Total order broadcast & eventual consistency
Fluid Data: Operations all the way down
Fluid data is different than data you might be familiar with. In Fluid, when data is changed, the change is modeled as an operation (often shortened as “op”) on the existing data (if you’ve used Operational Transform , this concept may sound familiar).
Operations describe changes to a data structure. By chaining a series of operations together we can represent changes to a data structure over time (history). This operation is also what we communicate to other clients to share those changes. When clients receive operations, they apply those operations to their local data.
However, just sending operations is not enough – we need to be sure that each client applies the operations in the right order.
Fluid is, at its core, a data model for distributed state. Building collaborative experiences boils down to managing distributed state. Fluid provides powerful, developer-friendly abstractions for managing this state in the form of distributed data structures (DDSes). Each of these data structures is eventually consistent – this means that, assuming no new changes to the data structures, all clients reach an identical state in a finite amount of time.
Fluid guarantees eventual consistency via total order broadcast. That is, when a DDS is changed locally by a client, that change – that is, the operation – is first sent to the Fluid service, which does three things:
- Assigns a monotonically increasing sequence number to the operation; this is the “total order” part of total order broadcast.
- Broadcasts the operation to all other connected clients; this is the “broadcast” part of total order broadcast.
- Stores the operation’s data (see data persistence ).
This means that each client receives every operation relayed from the server with enough information to apply them in the correct order. The clients can then apply the operations to their local state – which means that each client will eventually be consistent with the client that originated the change.
Operations
Fluid is also efficient when communicating with the server. When you change a data structure, Fluid doesn’t send the whole data structure to the server. Rather, it sends operations. For example, consider the SharedString data structure. When a client inserts, appends, or deletes items in the string, Fluid sends the server the operation that was performed and the data that was inserted/appended/etc. When the Fluid service broadcasts the operation to all the other connected clients, it again sends only the operation itself, not the full data structure. This efficiency in bytes-over-wire helps both performance and bandwidth.
Data persistence
The Fluid service is responsible for storing ops and their accompanying data. It’s important that the server stores the ops themselves, because in order for a new client to sync their local state to the state of all the other clients, the new client needs to retrieve ops from the server to apply locally. When a new client connects, the server will send it all necessary ops (more precisely, the client will request the ops from the server) to bring it to a consistent state with all other clients. This is managed by the Fluid runtime.
Summary operations
As the number of operations increases, replaying all ops when loading a Fluid data structure is inefficient. Fluid provides a specialized operation, called a Summary operation, to address this. As the name implies, a Summary operation is one that summarizes all previous operations. Thus, a Summary op represents the state of Fluid data structures at a particular sequence number.

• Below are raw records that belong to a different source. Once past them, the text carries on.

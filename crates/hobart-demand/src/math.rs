//! Dense linear algebra for the estimators.
//!
//! Both estimators reduce to repeated solves of small (k+2)-dimensional
//! systems built from instrument/design cross-products, so a direct
//! Gaussian-elimination solve is all that is needed here.

use ndarray::{Array1, Array2};
use thiserror::Error;

/// Pivots smaller than this are treated as a singular system.
const PIVOT_TOLERANCE: f64 = 1e-12;

/// Errors from the dense solvers.
#[derive(Debug, Error)]
pub enum MathError {
    /// Empty input
    #[error("Empty input: nothing to solve")]
    EmptyData,

    /// Dimension mismatch
    #[error("Dimension mismatch: expected {expected}, got {actual}")]
    DimensionMismatch {
        /// Expected dimension
        expected: usize,
        /// Actual dimension
        actual: usize,
    },

    /// Singular or near-singular system
    #[error("Singular system: {0}")]
    Singular(String),
}

/// Solve the square system `A x = b` by Gaussian elimination with partial
/// pivoting.
///
/// # Errors
/// Returns an error if `A` is not square, dimensions disagree, or a pivot
/// falls below the singularity tolerance.
pub fn solve_linear_system(a: &Array2<f64>, b: &Array1<f64>) -> Result<Array1<f64>, MathError> {
    let n = a.nrows();
    if n == 0 {
        return Err(MathError::EmptyData);
    }
    if a.ncols() != n {
        return Err(MathError::DimensionMismatch { expected: n, actual: a.ncols() });
    }
    if b.len() != n {
        return Err(MathError::DimensionMismatch { expected: n, actual: b.len() });
    }

    // Work on an augmented copy [A | b]
    let mut aug = Array2::zeros((n, n + 1));
    for i in 0..n {
        for j in 0..n {
            aug[[i, j]] = a[[i, j]];
        }
        aug[[i, n]] = b[i];
    }

    for col in 0..n {
        // Partial pivot: largest magnitude entry on or below the diagonal
        let mut pivot_row = col;
        for row in (col + 1)..n {
            if aug[[row, col]].abs() > aug[[pivot_row, col]].abs() {
                pivot_row = row;
            }
        }

        if aug[[pivot_row, col]].abs() < PIVOT_TOLERANCE {
            return Err(MathError::Singular(format!(
                "pivot {:.3e} below tolerance in column {}",
                aug[[pivot_row, col]].abs(),
                col
            )));
        }

        if pivot_row != col {
            for j in col..=n {
                aug.swap([col, j], [pivot_row, j]);
            }
        }

        for row in (col + 1)..n {
            let factor = aug[[row, col]] / aug[[col, col]];
            for j in col..=n {
                aug[[row, j]] -= factor * aug[[col, j]];
            }
        }
    }

    // Back substitution
    let mut x = Array1::zeros(n);
    for i in (0..n).rev() {
        let mut acc = aug[[i, n]];
        for j in (i + 1)..n {
            acc -= aug[[i, j]] * x[j];
        }
        x[i] = acc / aug[[i, i]];
    }

    Ok(x)
}

/// Solve the just-identified instrumental-variables normal equation
/// `beta = (Z'X)^-1 Z'y`.
///
/// With `Z = X` this reduces to ordinary least squares, which is how the
/// constrained branches of both estimators reuse it.
///
/// # Errors
/// Returns an error if shapes disagree or `Z'X` is singular.
pub fn two_stage_coefficients(
    z: &Array2<f64>,
    x: &Array2<f64>,
    y: &Array1<f64>,
) -> Result<Array1<f64>, MathError> {
    let n = x.nrows();
    if z.nrows() != n {
        return Err(MathError::DimensionMismatch { expected: n, actual: z.nrows() });
    }
    if y.len() != n {
        return Err(MathError::DimensionMismatch { expected: n, actual: y.len() });
    }
    if z.ncols() != x.ncols() {
        return Err(MathError::DimensionMismatch { expected: x.ncols(), actual: z.ncols() });
    }

    let ztx = z.t().dot(x);
    let zty = z.t().dot(y);
    solve_linear_system(&ztx, &zty)
}

#[cfg(test)]
mod tests {
    use super::*;
    use approx::assert_relative_eq;
    use ndarray::array;

    #[test]
    fn solve_identity() {
        let a = Array2::eye(3);
        let b = array![1.0, -2.0, 3.0];
        let x = solve_linear_system(&a, &b).unwrap();
        assert_relative_eq!(x[0], 1.0, epsilon = 1e-12);
        assert_relative_eq!(x[1], -2.0, epsilon = 1e-12);
        assert_relative_eq!(x[2], 3.0, epsilon = 1e-12);
    }

    #[test]
    fn solve_requires_pivoting() {
        // Zero on the leading diagonal forces a row swap
        let a = Array2::from_shape_vec((2, 2), vec![0.0, 1.0, 1.0, 0.0]).unwrap();
        let b = array![5.0, 7.0];
        let x = solve_linear_system(&a, &b).unwrap();
        assert_relative_eq!(x[0], 7.0, epsilon = 1e-12);
        assert_relative_eq!(x[1], 5.0, epsilon = 1e-12);
    }

    #[test]
    fn solve_singular_is_an_error() {
        let a = Array2::from_shape_vec((2, 2), vec![1.0, 2.0, 2.0, 4.0]).unwrap();
        let b = array![1.0, 2.0];
        assert!(matches!(
            solve_linear_system(&a, &b),
            Err(MathError::Singular(_))
        ));
    }

    #[test]
    fn solve_rejects_bad_shapes() {
        let a = Array2::<f64>::zeros((2, 3));
        let b = array![1.0, 2.0];
        assert!(matches!(
            solve_linear_system(&a, &b),
            Err(MathError::DimensionMismatch { .. })
        ));

        let empty = Array2::<f64>::zeros((0, 0));
        let no_rhs = Array1::<f64>::zeros(0);
        assert!(matches!(
            solve_linear_system(&empty, &no_rhs),
            Err(MathError::EmptyData)
        ));
    }

    #[test]
    fn two_stage_reduces_to_ols_when_z_equals_x() {
        // y = 2 + 3 t, exactly
        let x = Array2::from_shape_vec(
            (4, 2),
            vec![1.0, 0.0, 1.0, 1.0, 1.0, 2.0, 1.0, 3.0],
        )
        .unwrap();
        let y = array![2.0, 5.0, 8.0, 11.0];
        let beta = two_stage_coefficients(&x, &x, &y).unwrap();
        assert_relative_eq!(beta[0], 2.0, epsilon = 1e-10);
        assert_relative_eq!(beta[1], 3.0, epsilon = 1e-10);
    }

    #[test]
    fn two_stage_with_distinct_instrument() {
        // Noise-free model: y = X beta, instrument correlated with the regressor
        let x = Array2::from_shape_vec(
            (4, 2),
            vec![1.0, 1.0, 1.0, 2.0, 1.0, 3.0, 1.0, 4.0],
        )
        .unwrap();
        let z = Array2::from_shape_vec(
            (4, 2),
            vec![1.0, 0.9, 1.0, 2.2, 1.0, 2.8, 1.0, 4.1],
        )
        .unwrap();
        let beta_true = array![0.5, -1.25];
        let y = x.dot(&beta_true);
        let beta = two_stage_coefficients(&z, &x, &y).unwrap();
        assert_relative_eq!(beta[0], 0.5, epsilon = 1e-10);
        assert_relative_eq!(beta[1], -1.25, epsilon = 1e-10);
    }
}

When a client boots, rather than loading all ops, the client can load the most recent Summary op, making the local Fluid data structures consistent with the rest of the clients. Summary ops, like all Fluid operations, are created by the client. The Fluid runtime will automatically create summaries at opportune moments. The Summary op is created by a single client selected from the connected clients.
The Summary op is unique in that it is ignored by connected clients. The Summary op is primarily a message to the Fluid server that it needs to store a new summary. If the operation is valid, then the server will commit the summary to storage and broadcast an event to the connected clients acknowledging that the summary was stored. In normal operation the clients will ignore both the summary op itself and the acknowledgement, since connected clients already receive all ops and are thus already consistent.
Summary ops summarize the state of distributed data structures, so Data Objects (which are a collection of distributed data structures) don’t need to do anything to participate in summarization; it happens automatically, and all Data Objects’ data structures will be summarized.